_What to do_
Go through the lines below. Copy those with "offset".

_Provided records_
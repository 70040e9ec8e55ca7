use flint_host::{NodeId, Vec3};

#[derive(Debug, Clone, Copy, Default, PartialEq, Eq)]
pub(crate) enum Screen {
    #[default]
    Menu,
    Game,
}

/// Closed set of discrete actions consumed by the controller.
#[derive(Debug, Clone, Copy, PartialEq)]
pub(crate) enum Action {
    /// Frame tick carrying the host timestamp in seconds.
    Frame { timestamp: f64 },
    StartGame,
    CancelGame,
    SpawnEnemy,
}

#[derive(Debug, Clone, Copy, PartialEq)]
pub(crate) struct Enemy {
    pub(crate) index: usize,
    pub(crate) session: u32,
    pub(crate) node: NodeId,
    pub(crate) position: Vec3,
}

/// Ordered spawned enemies. Slot order is spawn order.
#[derive(Debug, Default)]
pub(crate) struct EnemyRegistry {
    entities: Vec<Enemy>,
}

impl EnemyRegistry {
    pub(crate) fn push(&mut self, enemy: Enemy) {
        self.entities.push(enemy);
    }

    pub(crate) fn len(&self) -> usize {
        self.entities.len()
    }

    pub(crate) fn iter(&self) -> impl Iterator<Item = &Enemy> {
        self.entities.iter()
    }

    pub(crate) fn iter_mut(&mut self) -> impl Iterator<Item = &mut Enemy> {
        self.entities.iter_mut()
    }

    pub(crate) fn session_count(&self, session: u32) -> usize {
        self.iter()
            .filter(|enemy| enemy.session == session)
            .count()
    }

    /// Empties the registry, handing back what it held.
    pub(crate) fn take_all(&mut self) -> Vec<Enemy> {
        std::mem::take(&mut self.entities)
    }
}

#[derive(Debug)]
pub(crate) struct ApplicationState {
    pub(crate) screen: Screen,
    pub(crate) level: u32,
    pub(crate) clock_start: Option<f64>,
    pub(crate) elapsed_seconds: f64,
    pub(crate) spawned_count: usize,
    pub(crate) session: u32,
    pub(crate) entities: EnemyRegistry,
}

impl Default for ApplicationState {
    fn default() -> Self {
        Self {
            screen: Screen::Menu,
            level: 1,
            clock_start: None,
            elapsed_seconds: 0.0,
            spawned_count: 0,
            session: 0,
            entities: EnemyRegistry::default(),
        }
    }
}

impl ApplicationState {
    pub(crate) fn session_entity_count(&self) -> usize {
        self.entities.session_count(self.session)
    }
}
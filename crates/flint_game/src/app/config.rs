use std::fs;
use std::path::{Path, PathBuf};

use flint_host::{InputCommand, LoopConfig, ScriptedInput, Vec3, Vec4};
use serde::{Deserialize, Serialize};
use thiserror::Error;

/// Spawn timing and the layout rule enemies follow once spawned.
#[derive(Debug, Clone, PartialEq, Serialize, Deserialize)]
#[serde(default)]
pub(crate) struct SpawnerConfig {
    pub(crate) cadence_seconds: f64,
    pub(crate) capacity: usize,
    pub(crate) spacing: f32,
    pub(crate) offset: f32,
    pub(crate) depth_bias: f32,
    /// Where a new enemy sits until its first position update.
    pub(crate) spawn_position: Vec3,
    pub(crate) box_size: f32,
    pub(crate) color: Vec4,
}

impl Default for SpawnerConfig {
    fn default() -> Self {
        Self {
            cadence_seconds: 1.5,
            capacity: 20,
            spacing: 10.0,
            offset: 60.0,
            depth_bias: 100.0,
            spawn_position: Vec3::new(0.0, 0.0, 999.0),
            box_size: 1.0,
            color: Vec4::new(1.0, 0.0, 0.0, 1.0),
        }
    }
}

/// What `StartGame` does with enemies left over from earlier sessions.
#[derive(Debug, Clone, Copy, Default, PartialEq, Eq, Serialize, Deserialize)]
#[serde(rename_all = "snake_case")]
pub(crate) enum RestartPolicy {
    #[default]
    Retain,
    Clear,
}

#[derive(Debug, Clone, PartialEq, Serialize, Deserialize)]
#[serde(default)]
pub(crate) struct MenuConfig {
    pub(crate) label: String,
    pub(crate) position: Vec3,
    pub(crate) text_color: Vec4,
    pub(crate) text_size: f32,
    /// Red channel of the label while gazed at.
    pub(crate) highlight_red: f32,
}

impl Default for MenuConfig {
    fn default() -> Self {
        Self {
            label: "Start Game".to_string(),
            position: Vec3::new(-6.0, 0.0, -8.0),
            text_color: Vec4::new(0.1, 0.1, 0.1, 1.0),
            text_size: 12.0,
            highlight_red: 1.0,
        }
    }
}

#[derive(Debug, Clone, Default, PartialEq, Serialize, Deserialize)]
#[serde(default)]
pub(crate) struct GameplayConfig {
    pub(crate) spawner: SpawnerConfig,
    pub(crate) restart_policy: RestartPolicy,
    pub(crate) menu: MenuConfig,
}

#[derive(Debug, Clone, PartialEq, Serialize, Deserialize)]
#[serde(default)]
pub(crate) struct SessionConfig {
    pub(crate) gameplay: GameplayConfig,
    pub(crate) host: LoopConfig,
    /// Inline input timeline, used when `script_path` is unset.
    pub(crate) script: Vec<ScriptedInput>,
    pub(crate) script_path: Option<PathBuf>,
}

impl Default for SessionConfig {
    fn default() -> Self {
        Self {
            gameplay: GameplayConfig::default(),
            host: LoopConfig::default(),
            script: demo_script(),
            script_path: None,
        }
    }
}

#[derive(Debug, Error)]
pub(crate) enum ConfigError {
    #[error("failed to read session config {path}: {source}")]
    Read {
        path: PathBuf,
        #[source]
        source: std::io::Error,
    },
    #[error("failed to parse session config {path} at {json_path}: {source}")]
    Parse {
        path: PathBuf,
        json_path: String,
        #[source]
        source: serde_json::Error,
    },
    #[error("invalid session config field {field}: {reason}")]
    Invalid {
        field: &'static str,
        reason: &'static str,
    },
}

impl SessionConfig {
    pub(crate) fn validate(&self) -> Result<(), ConfigError> {
        let spawner = &self.gameplay.spawner;
        if !spawner.cadence_seconds.is_finite() || spawner.cadence_seconds <= 0.0 {
            return Err(ConfigError::Invalid {
                field: "gameplay.spawner.cadence_seconds",
                reason: "must be a positive number",
            });
        }
        if !(spawner.spacing.is_finite()
            && spawner.offset.is_finite()
            && spawner.depth_bias.is_finite())
        {
            return Err(ConfigError::Invalid {
                field: "gameplay.spawner",
                reason: "layout values must be finite",
            });
        }
        if !spawner.box_size.is_finite() || spawner.box_size <= 0.0 {
            return Err(ConfigError::Invalid {
                field: "gameplay.spawner.box_size",
                reason: "must be a positive number",
            });
        }
        if self.host.target_fps == 0 {
            return Err(ConfigError::Invalid {
                field: "host.target_fps",
                reason: "must be at least 1",
            });
        }
        Ok(())
    }
}

pub(crate) fn load_session_config(path: &Path) -> Result<SessionConfig, ConfigError> {
    let raw = fs::read_to_string(path).map_err(|source| ConfigError::Read {
        path: path.to_path_buf(),
        source,
    })?;
    let mut deserializer = serde_json::Deserializer::from_str(&raw);
    let config = serde_path_to_error::deserialize::<_, SessionConfig>(&mut deserializer).map_err(
        |error| {
            let json_path = error.path().to_string();
            ConfigError::Parse {
                path: path.to_path_buf(),
                json_path,
                source: error.into_inner(),
            }
        },
    )?;
    config.validate()?;
    Ok(config)
}

/// Look at the menu, select it, watch the wave, then back out.
pub(crate) fn demo_script() -> Vec<ScriptedInput> {
    let gaze = |target: Option<&str>| InputCommand::Gaze {
        target: target.map(ToString::to_string),
    };
    vec![
        ScriptedInput {
            at_seconds: 0.5,
            input: gaze(Some("menu")),
        },
        ScriptedInput {
            at_seconds: 1.0,
            input: InputCommand::TouchDown,
        },
        ScriptedInput {
            at_seconds: 1.1,
            input: InputCommand::TouchUp,
        },
        ScriptedInput {
            at_seconds: 34.0,
            input: InputCommand::Back,
        },
        ScriptedInput {
            at_seconds: 36.0,
            input: gaze(None),
        },
    ]
}
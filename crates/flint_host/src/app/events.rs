use super::math::ViewPose;
use super::scene::NodeId;

/// Per-frame tick delivered to one frame-listening node.
#[derive(Debug, Clone, Copy, PartialEq)]
pub struct FrameEvent {
    pub node: NodeId,
    /// Host timestamp in seconds. Monotonic across a session.
    pub now: f64,
    pub dt: f64,
    pub frame_index: u64,
    pub view: ViewPose,
}

/// Resolved host-side event. Raycasting has already happened; hover and
/// gesture events name the node they target.
#[derive(Debug, Clone, Copy, PartialEq)]
pub enum HostEvent {
    Frame(FrameEvent),
    GazeHoverOver { node: NodeId },
    GazeHoverOut { node: NodeId },
    GestureTouchDown { node: NodeId },
    GestureTouchUp { node: NodeId },
    GestureTouchCancel { node: NodeId },
    Back,
}

impl HostEvent {
    pub fn target(&self) -> Option<NodeId> {
        match self {
            HostEvent::Frame(frame) => Some(frame.node),
            HostEvent::GazeHoverOver { node }
            | HostEvent::GazeHoverOut { node }
            | HostEvent::GestureTouchDown { node }
            | HostEvent::GestureTouchUp { node }
            | HostEvent::GestureTouchCancel { node } => Some(*node),
            HostEvent::Back => None,
        }
    }

    pub fn label(&self) -> &'static str {
        match self {
            HostEvent::Frame(_) => "frame",
            HostEvent::GazeHoverOver { .. } => "gaze_hover_over",
            HostEvent::GazeHoverOut { .. } => "gaze_hover_out",
            HostEvent::GestureTouchDown { .. } => "gesture_touch_down",
            HostEvent::GestureTouchUp { .. } => "gesture_touch_up",
            HostEvent::GestureTouchCancel { .. } => "gesture_touch_cancel",
            HostEvent::Back => "back",
        }
    }
}
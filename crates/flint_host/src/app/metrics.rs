use std::sync::atomic::{AtomicBool, Ordering};
use std::sync::{Arc, RwLock};

use tracing::warn;

static METRICS_LOCK_POISON_WARNED: AtomicBool = AtomicBool::new(false);

fn warn_metrics_lock_poison_once(operation: &'static str) {
    if METRICS_LOCK_POISON_WARNED
        .compare_exchange(false, true, Ordering::Relaxed, Ordering::Relaxed)
        .is_ok()
    {
        warn!(operation, "metrics lock poisoned; recovered inner value");
    }
}

#[derive(Debug, Clone, Copy, Default, PartialEq)]
pub struct LoopMetricsSnapshot {
    pub fps: f32,
    pub events_per_second: f32,
    pub frame_time_ms: f32,
    pub frames_total: u64,
}

/// Shared read handle for the latest loop metrics; cheap to clone across
/// threads.
#[derive(Clone, Debug)]
pub struct MetricsHandle {
    snapshot: Arc<RwLock<LoopMetricsSnapshot>>,
}

impl Default for MetricsHandle {
    fn default() -> Self {
        Self {
            snapshot: Arc::new(RwLock::new(LoopMetricsSnapshot::default())),
        }
    }
}

impl MetricsHandle {
    pub fn snapshot(&self) -> LoopMetricsSnapshot {
        match self.snapshot.read() {
            Ok(guard) => *guard,
            Err(poisoned) => {
                warn_metrics_lock_poison_once("read");
                *poisoned.into_inner()
            }
        }
    }

    pub(crate) fn publish(&self, snapshot: LoopMetricsSnapshot) {
        match self.snapshot.write() {
            Ok(mut guard) => *guard = snapshot,
            Err(poisoned) => {
                warn_metrics_lock_poison_once("write");
                let mut guard = poisoned.into_inner();
                *guard = snapshot;
            }
        }
    }
}

/// Counts frames and delivered events over a host-clock interval.
#[derive(Debug)]
pub(crate) struct MetricsAccumulator {
    interval_start: f64,
    interval_seconds: f64,
    frames: u32,
    events: u32,
    frame_time_sum: f64,
    frames_total: u64,
}

impl MetricsAccumulator {
    pub(crate) fn new(start_seconds: f64, interval_seconds: f64) -> Self {
        Self {
            interval_start: start_seconds,
            interval_seconds: interval_seconds.max(f64::EPSILON),
            frames: 0,
            events: 0,
            frame_time_sum: 0.0,
            frames_total: 0,
        }
    }

    pub(crate) fn record_frame(&mut self, frame_dt_seconds: f64) {
        self.frames = self.frames.saturating_add(1);
        self.frames_total = self.frames_total.saturating_add(1);
        self.frame_time_sum += frame_dt_seconds.max(0.0);
    }

    pub(crate) fn record_events(&mut self, count: usize) {
        let count = u32::try_from(count).unwrap_or(u32::MAX);
        self.events = self.events.saturating_add(count);
    }

    pub(crate) fn maybe_snapshot(&mut self, now_seconds: f64) -> Option<LoopMetricsSnapshot> {
        let elapsed = now_seconds - self.interval_start;
        if elapsed < self.interval_seconds {
            return None;
        }

        let elapsed = elapsed.max(f64::EPSILON);
        let frame_time_ms = if self.frames == 0 {
            0.0
        } else {
            (self.frame_time_sum / self.frames as f64) * 1000.0
        };

        let snapshot = LoopMetricsSnapshot {
            fps: (self.frames as f64 / elapsed) as f32,
            events_per_second: (self.events as f64 / elapsed) as f32,
            frame_time_ms: frame_time_ms as f32,
            frames_total: self.frames_total,
        };

        self.interval_start = now_seconds;
        self.frames = 0;
        self.events = 0;
        self.frame_time_sum = 0.0;

        Some(snapshot)
    }
}

#[cfg(test)]
mod tests {
    use std::thread;

    use super::*;

    fn poison_lock(lock: &RwLock<LoopMetricsSnapshot>) {
        thread::scope(|scope| {
            let _ = scope
                .spawn(|| {
                    let _guard = lock.write().expect("write guard");
                    panic!("poison metrics lock");
                })
                .join();
        });
    }

    #[test]
    fn snapshot_computes_expected_values() {
        let mut accumulator = MetricsAccumulator::new(10.0, 1.0);
        accumulator.record_frame(0.016);
        accumulator.record_frame(0.016);
        accumulator.record_events(3);
        accumulator.record_events(1);

        let snapshot = accumulator
            .maybe_snapshot(11.0)
            .expect("snapshot should be emitted");

        assert!((snapshot.fps - 2.0).abs() < 0.001);
        assert!((snapshot.events_per_second - 4.0).abs() < 0.001);
        assert!((snapshot.frame_time_ms - 16.0).abs() < 0.001);
        assert_eq!(snapshot.frames_total, 2);
    }

    #[test]
    fn snapshot_not_emitted_before_interval() {
        let mut accumulator = MetricsAccumulator::new(0.0, 1.0);
        accumulator.record_frame(0.016);
        assert!(accumulator.maybe_snapshot(0.5).is_none());
    }

    #[test]
    fn interval_counters_reset_but_total_keeps_counting() {
        let mut accumulator = MetricsAccumulator::new(0.0, 1.0);
        accumulator.record_frame(0.5);
        accumulator.maybe_snapshot(1.0).expect("first");
        accumulator.record_frame(0.5);
        let second = accumulator.maybe_snapshot(2.0).expect("second");
        assert!((second.fps - 1.0).abs() < 0.001);
        assert_eq!(second.frames_total, 2);
    }

    #[test]
    fn publish_recovers_after_poison_without_panic() {
        let handle = MetricsHandle::default();
        poison_lock(handle.snapshot.as_ref());

        let expected = LoopMetricsSnapshot {
            fps: 72.0,
            events_per_second: 144.0,
            frame_time_ms: 13.9,
            frames_total: 720,
        };
        handle.publish(expected);
        assert_eq!(handle.snapshot(), expected);
    }
}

_Answer to this problem_
    pub(crate) offset: f32,
            offset: 60.0,
            && spawner.offset.is_finite()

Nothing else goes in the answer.